There are a few great resources out in the world to help with this question. The first is seed catalogs. I use a few catalogs here in the U.S. to guide my plantings. For instance High Mowing (East Coast) and Territorial (West Coast) both have "cultural information boxes" which are little sections in the catalog for each crop detailing when to start indoors, when to transplant, what fertilizer the plants prefer, what diseases to watch out for and more. If you don't already have these catalogs-get them. I'm sure there are other seed catalogs that also put this in, but these two are off the top of my head (and at the top of my stack).

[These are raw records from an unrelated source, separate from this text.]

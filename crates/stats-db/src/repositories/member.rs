//! PostgreSQL implementation of MemberRepository

use async_trait::async_trait;
use chrono::{DateTime, Utc};
use sqlx::PgPool;
use tracing::{debug, instrument};

use stats_core::entities::{CounterDelta, CounterPatch, Member};
use stats_core::error::DomainError;
use stats_core::traits::{MemberRepository, RepoResult};
use stats_core::value_objects::Period;

use crate::models::MemberModel;

use super::error::{map_check_violation, map_db_error, map_unique_violation};

/// PostgreSQL implementation of MemberRepository
#[derive(Clone)]
pub struct PgMemberRepository {
    pool: PgPool,
}

impl PgMemberRepository {
    /// Create a new PgMemberRepository
    pub fn new(pool: PgPool) -> Self {
        Self { pool }
    }

    /// Top member of a period ordered by one counter column
    async fn leader_by(&self, period: Period, query: &'static str) -> RepoResult<Member> {
        let mut tx = self.pool.begin().await.map_err(map_db_error)?;

        let model = sqlx::query_as::<_, MemberModel>(query)
            .bind(period.to_string())
            .fetch_optional(&mut *tx)
            .await
            .map_err(map_db_error)?;

        tx.commit().await.map_err(map_db_error)?;

        model
            .ok_or(DomainError::NoActivity(period))
            .and_then(Member::try_from)
    }
}

#[async_trait]
impl MemberRepository for PgMemberRepository {
    #[instrument(skip(self))]
    async fn find_by_id(&self, id: i64) -> RepoResult<Member> {
        let mut tx = self.pool.begin().await.map_err(map_db_error)?;

        let model = sqlx::query_as::<_, MemberModel>(
            r#"
            SELECT id, identity, period_key, received_likes, received_dislikes, created_at, updated_at
            FROM members
            WHERE id = $1
            "#,
        )
        .bind(id)
        .fetch_optional(&mut *tx)
        .await
        .map_err(map_db_error)?;

        tx.commit().await.map_err(map_db_error)?;

        model
            .ok_or(DomainError::MemberNotFound(id))
            .and_then(Member::try_from)
    }

    #[instrument(skip(self))]
    async fn find_by_identity(&self, identity: &str, period: Period) -> RepoResult<Member> {
        let mut tx = self.pool.begin().await.map_err(map_db_error)?;

        let model = sqlx::query_as::<_, MemberModel>(
            r#"
            SELECT id, identity, period_key, received_likes, received_dislikes, created_at, updated_at
            FROM members
            WHERE identity = $1 AND period_key = $2
            "#,
        )
        .bind(identity)
        .bind(period.to_string())
        .fetch_optional(&mut *tx)
        .await
        .map_err(map_db_error)?;

        tx.commit().await.map_err(map_db_error)?;

        model
            .ok_or_else(|| DomainError::MemberNotFoundForIdentity {
                identity: identity.to_string(),
                period,
            })
            .and_then(Member::try_from)
    }

    #[instrument(skip(self))]
    async fn create(
        &self,
        identity: &str,
        period: Period,
        now: DateTime<Utc>,
    ) -> RepoResult<Member> {
        if identity.is_empty() {
            return Err(DomainError::InvalidIdentity);
        }

        let mut tx = self.pool.begin().await.map_err(map_db_error)?;

        let model = sqlx::query_as::<_, MemberModel>(
            r#"
            INSERT INTO members (identity, period_key, received_likes, received_dislikes, created_at, updated_at)
            VALUES ($1, $2, 0, 0, $3, $3)
            RETURNING id, identity, period_key, received_likes, received_dislikes, created_at, updated_at
            "#,
        )
        .bind(identity)
        .bind(period.to_string())
        .bind(now)
        .fetch_one(&mut *tx)
        .await
        .map_err(|e| {
            map_unique_violation(e, || DomainError::MemberAlreadyExists {
                identity: identity.to_string(),
                period,
            })
        })?;

        tx.commit().await.map_err(map_db_error)?;

        Member::try_from(model)
    }

    #[instrument(skip(self))]
    async fn update(&self, id: i64, patch: CounterPatch, now: DateTime<Utc>) -> RepoResult<Member> {
        patch.validate()?;

        let mut tx = self.pool.begin().await.map_err(map_db_error)?;

        // Row lock keeps the untouched counter from being overwritten with a stale value
        let model = sqlx::query_as::<_, MemberModel>(
            r#"
            SELECT id, identity, period_key, received_likes, received_dislikes, created_at, updated_at
            FROM members
            WHERE id = $1
            FOR UPDATE
            "#,
        )
        .bind(id)
        .fetch_optional(&mut *tx)
        .await
        .map_err(map_db_error)?
        .ok_or(DomainError::MemberNotFound(id))?;

        let mut member = Member::try_from(model)?;
        member.apply(&patch, now)?;

        sqlx::query(
            r#"
            UPDATE members
            SET received_likes = $2, received_dislikes = $3, updated_at = $4
            WHERE id = $1
            "#,
        )
        .bind(id)
        .bind(member.received_likes)
        .bind(member.received_dislikes)
        .bind(member.updated_at)
        .execute(&mut *tx)
        .await
        .map_err(map_check_violation)?;

        tx.commit().await.map_err(map_db_error)?;

        Ok(member)
    }

    #[instrument(skip(self))]
    async fn adjust(&self, id: i64, delta: CounterDelta, now: DateTime<Utc>) -> RepoResult<Member> {
        let mut tx = self.pool.begin().await.map_err(map_db_error)?;

        // Computed from the locked row, not from a value the caller read earlier
        let model = sqlx::query_as::<_, MemberModel>(
            r#"
            UPDATE members
            SET received_likes = GREATEST(received_likes + $2, 0),
                received_dislikes = GREATEST(received_dislikes + $3, 0),
                updated_at = GREATEST($4, created_at)
            WHERE id = $1
            RETURNING id, identity, period_key, received_likes, received_dislikes, created_at, updated_at
            "#,
        )
        .bind(id)
        .bind(delta.likes)
        .bind(delta.dislikes)
        .bind(now)
        .fetch_optional(&mut *tx)
        .await
        .map_err(map_check_violation)?
        .ok_or(DomainError::MemberNotFound(id))?;

        tx.commit().await.map_err(map_db_error)?;

        Member::try_from(model)
    }

    #[instrument(skip(self))]
    async fn delete(&self, id: i64) -> RepoResult<()> {
        let mut tx = self.pool.begin().await.map_err(map_db_error)?;

        let result = sqlx::query(
            r#"
            DELETE FROM members WHERE id = $1
            "#,
        )
        .bind(id)
        .execute(&mut *tx)
        .await
        .map_err(map_db_error)?;

        tx.commit().await.map_err(map_db_error)?;

        if result.rows_affected() == 0 {
            debug!(id, "delete of absent member ignored");
        }

        Ok(())
    }

    #[instrument(skip(self))]
    async fn most_likes(&self, period: Period) -> RepoResult<Member> {
        self.leader_by(
            period,
            r#"
            SELECT id, identity, period_key, received_likes, received_dislikes, created_at, updated_at
            FROM members
            WHERE period_key = $1
            ORDER BY received_likes DESC, id ASC
            LIMIT 1
            "#,
        )
        .await
    }

    #[instrument(skip(self))]
    async fn most_dislikes(&self, period: Period) -> RepoResult<Member> {
        self.leader_by(
            period,
            r#"
            SELECT id, identity, period_key, received_likes, received_dislikes, created_at, updated_at
            FROM members
            WHERE period_key = $1
            ORDER BY received_dislikes DESC, id ASC
            LIMIT 1
            "#,
        )
        .await
    }

    async fn ping(&self) -> RepoResult<()> {
        sqlx::query("SELECT 1")
            .execute(&self.pool)
            .await
            .map_err(map_db_error)?;
        Ok(())
    }
}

The nice thing is I can still get seed from other sources as well, but use these catalogs as an information resource.
The second thing to know about timing is when your average last frost date is. Many catalogs will tell you to "start seeds indoors 6-8 weeks before the
last frost date" or "transplant after danger of frost", so you need to know when that date is for where you live. There are many sources on the internet that will tell you based on the city you live in-for many countries around the world. My current favorite for the U.S. is Plant Maps.The trick with this one is to scroll down and find your state on the left hand side column. Click on it, and when that page loads, look to the right side column to find some interactive maps. Choose your state's last frost map. Voila! It really helps to zoom in, because it might highlight certain micro-climates that have a different last frost than the area five miles away.

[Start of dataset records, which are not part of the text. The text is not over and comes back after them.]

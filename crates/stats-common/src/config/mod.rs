//! Configuration structs

mod app_config;

pub use app_config::{
    AppConfig, AppSettings, ConfigError, DatabaseConfig, Environment, ReconcilerSettings,
    ServerConfig, SlackConfig,
};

If you are buying starts from a farmer's market or nursery, it helps to know when you can put those babies outside. Use both of these resources to find the best time. Here is an example:
I currently live near the Seattle area. According to the seed catalogs, I should start my tomatoes indoors 6-8 weeks before the last frost, and I shouldn't transplant tomatoes outside until danger of frost has passed. This means I need to go to the map and find out when my last frost date is so I can plan when to start my tomatoes, and safely plant them in the garden. For my area I can transplant tomatoes outside the last week of April... which means I've got work to do this weekend!